**REQUIRED ACTION**
Below are lines of data; restate word for word those running from the line containing "pub struct Snapshot<T>" to the line containing "impl<T: Resource> WatchEvent<T>", inclusive, and no others.

**EXERCISE INPUT**
━━━━━━━━━━━━━━━━━━━━━━━━━━━━━━
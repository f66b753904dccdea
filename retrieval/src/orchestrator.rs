use crate::collaborators::{
    ClassifyRequest, Collaborators, CorrectedSql, CorrectionRequest, ErrorCorrector,
    FieldSelection, FieldSelectionRequest, GeneratedSql, SqlExecutionRequest,
    SqlGenerationRequest, SqlResultSet,
};
use crate::config::OrchestratorConfig;
use crate::error::{OrchestratorError, Result};
use crate::fusion::{normalize_scores, FusionEngine};
use crate::intent::{FusionMethod, HybridWeights, QueryIntent, SqlPlan, Strategy, VectorPlan};
use crate::result::{
    FusedHit, RankedHit, SourceKind, StepRecord, WorkflowResult, WorkflowStatus,
};
use crate::steps::{self, StepTimer};
use futures::FutureExt;
use indexmap::IndexMap;
use log::{debug, error, info, warn};
use serde::de::DeserializeOwned;
use serde::{Deserialize, Serialize};
use std::panic::AssertUnwindSafe;
use std::sync::Arc;
use std::time::Instant;
use tabula_utils_cache::{namespaces, ResultCache};
use tabula_vector_index::{CandidateId, Payload, PayloadValue, VectorIndexClient};
use uuid::Uuid;

/// One incoming query to orchestrate
#[derive(Debug, Clone, Serialize, Deserialize)]
pub struct QueryRequest {
    pub query_text: String,

    /// Condensed description of the full relational schema
    pub schema_summary: String,

    /// Table name -> vectorized field names
    #[serde(default)]
    pub vectorized_field_map: IndexMap<String, Vec<String>>,

    /// Current-time context forwarded to SQL generation
    #[serde(default)]
    pub time_context: Option<String>,
}

struct RunOutput {
    status: WorkflowStatus,
    rows: Vec<Payload>,
    error: Option<String>,
    suggestions: Vec<String>,
}

/// Retrieval strategy orchestrator.
///
/// Routes a classified intent to the SQL path, the vector path, or both
/// in parallel, fuses the two modalities when both ran, retries once
/// through the error-correction path on SQL failure, and assembles a
/// uniform result envelope with per-step timing and cache-hit
/// accounting. Every run terminates in exactly one [`WorkflowResult`];
/// no failure escapes the top level.
pub struct QueryOrchestrator {
    config: OrchestratorConfig,
    collaborators: Collaborators,
    vector_client: Arc<VectorIndexClient>,
    fusion: FusionEngine,
    cache: Arc<ResultCache>,
}
/*!
# Tabula Retrieval

Retrieval strategy orchestration for natural-language queries over a
relational + vector corpus:
- **Strategy routing**: an external classifier picks SQL-only,
  vector-only, hybrid, or rejects the query outright
- **Parallel hybrid execution**: vector search and schema field
  selection run as a fork/join before SQL generation
- **Reciprocal Rank Fusion (RRF)** across named vector fields, then
  across modalities
- **Bounded error recovery**: exactly one corrected re-execution when
  generated SQL fails

## Architecture

```text
Query text
  └─> Classification (external, cached)
        ├─> Rejected ──────────────────────────> result + suggestions
        ├─> SqlOnly:  field selection -> SQL gen -> execute
        ├─> VectorOnly: batch vector search -> per-field fusion
        └─> Hybrid:   ┌ vector search ┐
                      │               ├─ join -> SQL gen -> execute
                      └ field select ─┘            └─> cross-modality fusion
```

Every sub-call appends one `StepRecord` with wall-clock duration and a
cache-hit flag, and every run terminates in exactly one
`WorkflowResult`.

## Example

```rust,no_run
use std::sync::Arc;
use tabula_retrieval::{
    Collaborators, OrchestratorConfig, QueryOrchestrator, QueryRequest,
};
use tabula_utils_cache::ResultCache;
use tabula_vector_index::{InMemoryBackend, VectorIndexClient};

# async fn example(collaborators: Collaborators, client: Arc<VectorIndexClient>) -> anyhow::Result<()> {
let orchestrator = QueryOrchestrator::new(
    OrchestratorConfig::default(),
    collaborators,
    client,
    Arc::new(ResultCache::new()),
)?;

let result = orchestrator
    .run(QueryRequest {
        query_text: "orders delayed last week".to_string(),
        schema_summary: "orders(id, status, shipped_at, notes)".to_string(),
        vectorized_field_map: Default::default(),
        time_context: None,
    })
    .await;

println!("{:?}: {} rows", result.status, result.row_count);
# Ok(())
# }
```
*/

mod collaborators;
mod config;
mod embedding;
mod error;
mod fusion;
mod intent;
mod orchestrator;
mod result;
pub mod steps;

pub use collaborators::{
    ClassifyRequest, Collaborators, CorrectedSql, CorrectionRequest, ErrorCorrector,
    FieldSelection, FieldSelectionRequest, FieldSelector, GeneratedSql, IntentClassifier,
    QueryKind, SelectedTable, SqlExecutionRequest, SqlExecutor, SqlGenerationRequest,
    SqlGenerator, SqlResultSet,
};
pub use config::OrchestratorConfig;
pub use embedding::CachingEmbeddingProvider;
pub use error::{OrchestratorError, Result};
pub use fusion::{normalize_scores, FusionEngine, ScoreNormalization};
pub use intent::{FusionMethod, HybridWeights, QueryIntent, SqlPlan, Strategy, VectorPlan};
pub use orchestrator::{QueryOrchestrator, QueryRequest};
pub use result::{
    FusedHit, RankedHit, SourceKind, StepRecord, StepStatus, WorkflowResult, WorkflowStatus,
};
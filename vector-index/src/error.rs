use thiserror::Error;

/// Errors that can occur while talking to the vector index
///
/// A missing collection, a missing named vector, or a zero-result search
/// are *not* errors; they surface as empty result sets. These variants
/// cover genuine transport or input failures only.
#[derive(Debug, Error)]
pub enum VectorIndexError {
    /// The embedding provider failed to produce a query vector
    #[error("Embedding provider error: {0}")]
    Embedding(String),

    /// The backing store rejected or failed a search
    #[error("Vector backend error: {0}")]
    Backend(String),

    /// Malformed search input (empty vector name, zero limit, ...)
    #[error("Invalid query: {0}")]
    InvalidQuery(String),
}

pub type Result<T> = std::result::Result<T, VectorIndexError>;
//! Boundary to the remote object store.
//!
//! The engine does not talk to any API server itself. A [`SourceAdapter`]
//! supplies a point-in-time snapshot of one kind plus an open-ended stream of
//! changes after that snapshot's position. When the stream ends, for any
//! reason, the engine takes a fresh snapshot and opens a new stream.

use async_trait::async_trait;
use tokio::sync::mpsc;

use kwatch_core::{ChangeKind, ChangeNotification, KindTag, Resource};

use crate::error::SourceError;

/// Opaque marker of where a snapshot was taken; streams resume after it.
#[derive(Debug, Clone, PartialEq, Eq, Hash, Default)]
pub struct Position(pub String);

impl std::fmt::Display for Position {
    fn fmt(&self, f: &mut std::fmt::Formatter<'_>) -> std::fmt::Result {
        self.0.fmt(f)
    }
}

/// Scope applied to both snapshots and streams.
#[derive(Debug, Clone, PartialEq, Eq, Default)]
pub struct ListOptions {
    pub namespace: Option<String>,
}

impl ListOptions {
    pub fn matches<T: Resource>(&self, object: &T) -> bool {
        match &self.namespace {
            Some(ns) => object.namespace() == Some(ns.as_str()),
            None => true,
        }
    }
}

#[derive(Debug, Clone)]
pub struct Snapshot<T> {
    pub objects: Vec<T>,
    pub position: Position,
}

/// One change as delivered by the stream, carrying the object's new state
/// (or final state, for deletions).
#[derive(Debug, Clone, PartialEq)]
pub struct WatchEvent<T> {
    pub change: ChangeKind,
    pub object: T,
}

impl<T: Resource> WatchEvent<T> {
    pub fn new(change: ChangeKind, object: T) -> Self {
        Self { change, object }
    }

    pub fn notification(&self, kind: &KindTag) -> ChangeNotification {
        ChangeNotification::new(self.object.key(), self.change, kind.clone())
    }
}

/// A change stream. A closed channel means the remote end went away; an
/// `Err` item means the stream broke. Either way the engine relists.
pub type EventStream<T> = mpsc::Receiver<Result<WatchEvent<T>, SourceError>>;

#[async_trait]
pub trait SourceAdapter<T: Resource>: Send + Sync {
    async fn snapshot(
        &self,
        kind: &KindTag,
        options: &ListOptions,
    ) -> Result<Snapshot<T>, SourceError>;

    async fn stream(
        &self,
        kind: &KindTag,
        position: &Position,
        options: &ListOptions,
    ) -> Result<EventStream<T>, SourceError>;
}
━━━━━━━━━━━━━━━━━━━━━━━━━━━━━━
**EXERCISE ANSWER**
pub struct Snapshot<T> {
    pub objects: Vec<T>,
    pub position: Position,
}

/// One change as delivered by the stream, carrying the object's new state
/// (or final state, for deletions).
#[derive(Debug, Clone, PartialEq)]
pub struct WatchEvent<T> {
    pub change: ChangeKind,
    pub object: T,
}

impl<T: Resource> WatchEvent<T> {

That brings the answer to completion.